Countering Threats to the Defense Transportation System: A Counterintelligence Perspective

Jun 7, 2023 | Cybersecurity, Keynotes SFPC, Ports, Surface Force Projection 2023 Videos, Threats

Why is intelligence important? “Because we have two near peer adversaries. One currently that is actively pursuing ways to disrupt the transportation of US soldiers and our DOD equipment into Europe,” explained SFPC keynote Mr. Michael King, Counterintelligence Special Agent, US Transportation Command (USTRANSCOM). “They have compromised carriers. They have looked and attempted to compromise other modes and modalities of moving equipment across this country.”

The US has spent close to two decades sharing information with and allowing the other near peer adversary to observe us. Economically, we cannot cut ties, so the question then becomes how to deter them. One method is ensuring the economic viability of the US in order to utilize financial pressure.

Private industry is key to the US’ ability to project forces. This creates greater challenges to securing US interests, especially when a foreign adversary uses their government influence over business to gain our information.

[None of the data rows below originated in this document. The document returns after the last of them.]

#[cfg(test)]
mod tests {
    use super::*;
    use crate::error::BuildErrorKind;
    use pretty_assertions::assert_eq;

    fn text(s: &str) -> Param {
        Param::from(s)
    }

    fn must(filters: Vec<Filter>) -> BooleanQuery {
        BooleanQuery {
            must: filters,
            ..Default::default()
        }
    }

    fn build_one(filter: Filter) -> Result<(Vec<String>, Vec<Param>), BuildError> {
        Builder::new().build_conditions(&must(vec![filter]))
    }

    #[test]
    fn test_metadata_equals_uses_containment() {
        let (conds, params) =
            build_one(Filter::metadata(&["cloud", "account_id"], Operator::Equals, "1234")).unwrap();
        assert_eq!(conds, vec!["metadata @> $1::jsonb"]);
        assert_eq!(params, vec![text(r#"{"cloud":{"account_id":1234}}"#)]);

        let (_, params) = build_one(Filter::metadata(&["active"], Operator::Equals, "true")).unwrap();
        assert_eq!(params, vec![text(r#"{"active":true}"#)]);

        let (_, params) = build_one(Filter::metadata(&["team"], Operator::Equals, "orders")).unwrap();
        assert_eq!(params, vec![text(r#"{"team":"orders"}"#)]);
    }

    #[test]
    fn test_composition_shape() {
        let bq = BooleanQuery {
            must: vec![Filter::metadata(&["field1"], Operator::Equals, "value1")],
            should: vec![Filter::metadata(&["field2"], Operator::Equals, "value2")],
            must_not: vec![Filter::metadata(&["field3"], Operator::Equals, "value3")],
        };

        let (conds, params) = Builder::new().build_conditions(&bq).unwrap();
        assert_eq!(
            conds,
            vec![
                "(metadata @> $1::jsonb) OR metadata @> $2::jsonb OR NOT (metadata @> $3::jsonb)"
            ]
        );
        assert_eq!(
            params,
            vec![
                text(r#"{"field1":"value1"}"#),
                text(r#"{"field2":"value2"}"#),
                text(r#"{"field3":"value3"}"#),
            ]
        );
    }

    #[test]
    fn test_must_conditions_stay_separate() {
        let bq = must(vec![
            Filter::metadata(&["partitions"], Operator::Greater, "5"),
            Filter::column(FieldType::Name, Operator::NotEquals, "orders"),
        ]);
        let (conds, params) = Builder::new().build_conditions(&bq).unwrap();
        assert_eq!(
            conds,
            vec![
                "(metadata->>'partitions')::numeric > $1::numeric",
                "lower(name) != lower($2)",
            ]
        );
        assert_eq!(params, vec![text("5"), text("orders")]);
    }

    #[test]
    fn test_should_and_must_not_without_must() {
        let bq = BooleanQuery {
            should: vec![Filter::column(FieldType::AssetType, Operator::Equals, "table")],
            must_not: vec![Filter::column(FieldType::AssetType, Operator::Equals, "view")],
            ..Default::default()
        };
        let (conds, _) = Builder::new().build_conditions(&bq).unwrap();
        assert_eq!(conds, vec!["lower(type) = lower($1) OR NOT (lower(type) = lower($2))"]);

        let bq = BooleanQuery {
            must_not: vec![Filter::column(FieldType::Name, Operator::Equals, "tmp")],
            ..Default::default()
        };
        let (conds, _) = Builder::new().build_conditions(&bq).unwrap();
        assert_eq!(conds, vec!["NOT (lower(name) = lower($1))"]);
    }

    #[test]
    fn test_parameter_accounting() {
        let bq = must(vec![
            Filter::metadata(&["a"], Operator::Equals, "1"),
            Filter::column(FieldType::Kind, Operator::Equals, "glossary"),
            Filter::range(vec!["rows".into()], FieldType::Metadata, RangeValue::new(1.0, 10.0)),
            Filter::column(FieldType::Provider, Operator::Equals, "snowflake"),
        ]);
        let query = Query {
            free_text: String::new(),
            boolean: Some(bq),
        };

        let (conds, params, next) = Builder::new().build_search_conditions(&query, 4).unwrap();
        assert_eq!(
            conds,
            vec![
                "metadata @> $5::jsonb",
                "TRUE",
                "(metadata->>'rows')::numeric >= $6::numeric AND (metadata->>'rows')::numeric <= $7::numeric",
                "providers && ARRAY[$8]::text[]",
            ]
        );
        assert_eq!(params.len(), 4);
        assert_eq!(params[1], Param::Number(1.0));
        assert_eq!(params[2], Param::Number(10.0));
        assert_eq!(next, 8);
    }

    #[test]
    fn test_wildcard_replaces_stars() {
        let (conds, params) =
            build_one(Filter::metadata(&["name"], Operator::Wildcard, "val*ue*")).unwrap();
        assert_eq!(conds, vec!["metadata->>'name' ILIKE $1"]);
        assert_eq!(params, vec![text("val%ue%")]);
    }

    #[test]
    fn test_asset_type_columns() {
        let (conds, params) =
            build_one(Filter::column(FieldType::AssetType, Operator::Equals, "dataset")).unwrap();
        assert_eq!(conds, vec!["lower(type) = lower($1)"]);
        assert_eq!(params, vec![text("dataset")]);

        let filter = Filter::column(FieldType::AssetType, Operator::NotEquals, "dataset");
        let (conds, _) = Builder::search_index()
            .build_conditions(&must(vec![filter]))
            .unwrap();
        assert_eq!(conds, vec!["(asset_type IS NULL OR lower(asset_type) != lower($1))"]);
    }

    #[test]
    fn test_kind_is_true_for_any_operator() {
        for op in [Operator::Equals, Operator::NotEquals, Operator::In, Operator::Range] {
            let (conds, params) = build_one(Filter::column(FieldType::Kind, op, "glossary")).unwrap();
            assert_eq!(conds, vec!["TRUE"]);
            assert!(params.is_empty());
        }
    }

    #[test]
    fn test_provider_operators() {
        let (conds, params) =
            build_one(Filter::column(FieldType::Provider, Operator::NotEquals, "kafka")).unwrap();
        assert_eq!(conds, vec!["NOT (providers && ARRAY[$1]::text[])"]);
        assert_eq!(params, vec![text("kafka")]);

        let (conds, params) =
            build_one(Filter::column(FieldType::Provider, Operator::Contains, "snow")).unwrap();
        assert_eq!(
            conds,
            vec!["EXISTS (SELECT 1 FROM unnest(providers) AS elem WHERE lower(elem) LIKE lower($1))"]
        );
        assert_eq!(params, vec![text("%snow%")]);
    }

    #[test]
    fn test_provider_rejections() {
        let cases = [
            (Operator::Wildcard, "wildcard operator not supported for provider fields"),
            (Operator::Greater, "comparison operators not supported for provider fields"),
            (Operator::LessEqual, "comparison operators not supported for provider fields"),
        ];
        for (op, message) in cases {
            let err = build_one(Filter::column(FieldType::Provider, op, "x")).unwrap_err();
            assert_eq!(err.kind, BuildErrorKind::OperatorNotAllowed);
            assert_eq!(err.message, message);
        }

        let filter = Filter::range(
            vec!["provider".into()],
            FieldType::Provider,
            RangeValue::new(1.0, 2.0),
        );
        let err = build_one(filter).unwrap_err();
        assert_eq!(err.message, "range operator not supported for provider fields");
    }

    #[test]
    fn test_contains_and_comparisons() {
        let (conds, params) =
            build_one(Filter::column(FieldType::Name, Operator::Contains, "order")).unwrap();
        assert_eq!(conds, vec!["name ILIKE $1"]);
        assert_eq!(params, vec![text("%order%")]);

        let (conds, params) =
            build_one(Filter::metadata(&["size"], Operator::LessEqual, 10.0)).unwrap();
        assert_eq!(conds, vec!["(metadata->>'size')::numeric <= $1::numeric"]);
        assert_eq!(params, vec![text("10")]);

        let (conds, params) =
            build_one(Filter::metadata(&["owner"], Operator::NotEquals, "ops")).unwrap();
        assert_eq!(conds, vec!["metadata->>'owner' != $1"]);
        assert_eq!(params, vec![text("ops")]);
    }

    #[test]
    fn test_unsupported_operators() {
        for op in [Operator::In, Operator::NotIn, Operator::FreeText] {
            let err = build_one(Filter::metadata(&["team"], op, "x")).unwrap_err();
            assert_eq!(err.kind, BuildErrorKind::UnsupportedOperator);
            assert_eq!(err.message, format!("unsupported operator: {}", op));
        }
    }

    #[test]
    fn test_missing_range() {
        let filter = Filter {
            range: None,
            value: None,
            ..Filter::range(vec!["rows".into()], FieldType::Metadata, RangeValue::new(0.0, 1.0))
        };
        let err = build_one(filter).unwrap_err();
        assert_eq!(err.kind, BuildErrorKind::MissingRange);
    }

    #[test]
    fn test_invalid_field_name() {
        let err = build_one(Filter::metadata(&["owner'--"], Operator::Equals, "x")).unwrap_err();
        assert_eq!(err.kind, BuildErrorKind::InvalidFieldName);
        assert_eq!(err.message, "invalid field name: owner'--");

        // checked before the kind short-circuit
        let mut filter = Filter::column(FieldType::Kind, Operator::Equals, "x");
        filter.field = vec!["a b".to_string()];
        assert!(build_one(filter).is_err());

        let err = build_one(Filter::metadata(&[], Operator::Equals, "x")).unwrap_err();
        assert_eq!(err.kind, BuildErrorKind::InvalidFieldName);
    }

    #[test]
    fn test_invalid_values() {
        let mut filter = Filter::metadata(&["team"], Operator::Equals, "x");
        filter.value = None;
        let err = build_one(filter).unwrap_err();
        assert_eq!(err.kind, BuildErrorKind::InvalidValue);

        let mut filter = Filter::nested(BooleanQuery::default());
        filter.operator = Operator::Contains;
        let err = build_one(filter).unwrap_err();
        assert_eq!(err.kind, BuildErrorKind::InvalidValue);
    }

    #[test]
    fn test_nested_groups() {
        let inner = BooleanQuery {
            must: vec![Filter::column(FieldType::AssetType, Operator::Equals, "table")],
            should: vec![Filter::column(FieldType::AssetType, Operator::Equals, "view")],
            ..Default::default()
        };
        let bq = BooleanQuery {
            must: vec![Filter::nested(inner)],
            should: vec![Filter::column(FieldType::Name, Operator::Equals, "orders")],
            ..Default::default()
        };

        let (conds, params) = Builder::new().build_conditions(&bq).unwrap();
        assert_eq!(
            conds,
            vec!["(((lower(type) = lower($1)) OR lower(type) = lower($2))) OR lower(name) = lower($3)"]
        );
        assert_eq!(params, vec![text("table"), text("view"), text("orders")]);
    }

    #[test]
    fn test_empty_nested_group_is_true() {
        let (conds, params) = build_one(Filter::nested(BooleanQuery::default())).unwrap();
        assert_eq!(conds, vec!["TRUE"]);
        assert!(params.is_empty());
    }

    #[test]
    fn test_freetext_path() {
        let filter = Filter::metadata(&["freetext"], Operator::Equals, "orders api");
        let (conds, params) = build_one(filter).unwrap();
        assert_eq!(
            conds,
            vec!["(search_text @@ websearch_to_tsquery('english', $1) OR similarity(name, $1) > 0.3)"]
        );
        assert_eq!(params, vec![text("orders api")]);
    }

    #[test]
    fn test_build_sql() {
        let base = "WITH search_results AS (\n  SELECT *, 1 AS search_rank\n  FROM assets)  ";
        let query = Query {
            free_text: "orders".to_string(),
            boolean: Some(must(vec![Filter::column(
                FieldType::AssetType,
                Operator::Equals,
                "table",
            )])),
        };

        let (sql, params) = Builder::new().build_sql(&query, base).unwrap();
        assert_eq!(
            sql,
            "WITH search_results AS (\n  SELECT *, 1 AS search_rank\n  FROM assets WHERE lower(type) = lower($2) AND (search_text @@ websearch_to_tsquery('english', $3) OR similarity(name, $3) > 0.3)) SELECT * FROM search_results ORDER BY search_rank DESC"
        );
        assert_eq!(params, vec![text(""), text("table"), text("orders")]);
    }

    #[test]
    fn test_build_sql_without_conditions() {
        let (sql, params) = Builder::new()
            .build_sql(&Query::default(), "WITH search_results AS (SELECT * FROM assets")
            .unwrap();
        assert_eq!(
            sql,
            "WITH search_results AS (SELECT * FROM assets) SELECT * FROM search_results ORDER BY search_rank DESC"
        );
        assert_eq!(params, vec![text("")]);
    }

    #[test]
    fn test_custom_table_config() {
        let config = TableConfig::assets()
            .with_name_column("title")
            .with_metadata_column("attrs");
        let builder = Builder::with_config(config);

        let query = Query {
            free_text: "orders".to_string(),
            boolean: Some(must(vec![Filter::metadata(&["a", "b"], Operator::Contains, "x")])),
        };
        let (conds, params, next) = builder.build_search_conditions(&query, 0).unwrap();
        assert_eq!(conds, vec!["attrs->'a'->>'b' ILIKE $1"]);
        assert_eq!(params, vec![text("%x%")]);
        assert_eq!(next, 1);

        let (sql, _) = builder.build_sql(&query, "S").unwrap();
        assert!(sql.contains("similarity(title, $3)"));
    }

    #[test]
    fn test_table_config_json() {
        let config: TableConfig = serde_json::from_str(
            r#"{"type_column":"kind","provider_column":"sources","name_column":"title","metadata_column":"doc"}"#,
        )
        .unwrap();
        assert_eq!(
            config,
            TableConfig::assets()
                .with_type_column("kind")
                .with_provider_column("sources")
                .with_name_column("title")
                .with_metadata_column("doc")
        );
        assert_eq!(TableConfig::default(), TableConfig::assets());
        assert_eq!(TableConfig::search_index().type_column, "asset_type");
    }

    #[test]
    fn test_param_serialization() {
        let params = vec![text("a"), Param::Number(1.5), Param::Bool(true)];
        assert_eq!(serde_json::to_string(&params).unwrap(), r#"["a",1.5,true]"#);
        assert_eq!(text("a").to_string(), "\"a\"");
        assert_eq!(text("a").as_str(), Some("a"));
        assert_eq!(Param::Number(2.0).as_str(), None);
    }
}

As an example, King shared that China is currently trying to adjust a law that mandates anyone in their country must turn over any electronic information or information stored there upon request. This means that if you visited China with your laptop which contained your proprietary information, you would need to hand that over to the Chinese government if requested or risk facing espionage charges. USTRANSCOM will help its partners find ways to increase their protection.

Social media is another avenue that adversaries can potentially exploit to spread misinformation or cause disruptions such as riots—which can affect the ability of transportation companies to move goods.

Companies may have had a counterintelligence (CI) special agent visit them and ask some very intrusive questions. While some people may hesitate to share intimate details of their company operations, technology, and finances, this cooperation is necessary for successful counterintelligence.

The reason this is so critical is very cut and dry: If nefarious actors are able to shut down transportation and logistics operations—or the US’ ability to project power—our service men in women out in the field will be in grave danger.

The US Counterintelligence Task Force has ways to combat cyber attacks from a nation-state actor or by those sponsored by a nation-state. “CI agents in the United States, including myself, are designed to stop the enemy foreign intelligent agents from interfering with our ability to do business every day,” said King. He added that the assistance provided by the US CI community is a free additional layer that companies can take advantage of.

Specific to DOD, the CI agent’s job is to maximize the department’s ability to project force. This requires two-way communication including issue identification, and in some cases, policy changes. Agents are looking to help businesses find the best solutions and services.

Addressing insider threats, King reminded the audience that whether someone is a crane operator, stevedore, port operator, or holds any other position, they have information and should know how to protect it. This further emphasized the fact that in counterintelligence communication is key and speaks to the truth behind the often-touted slogan, ‘see something, say something.’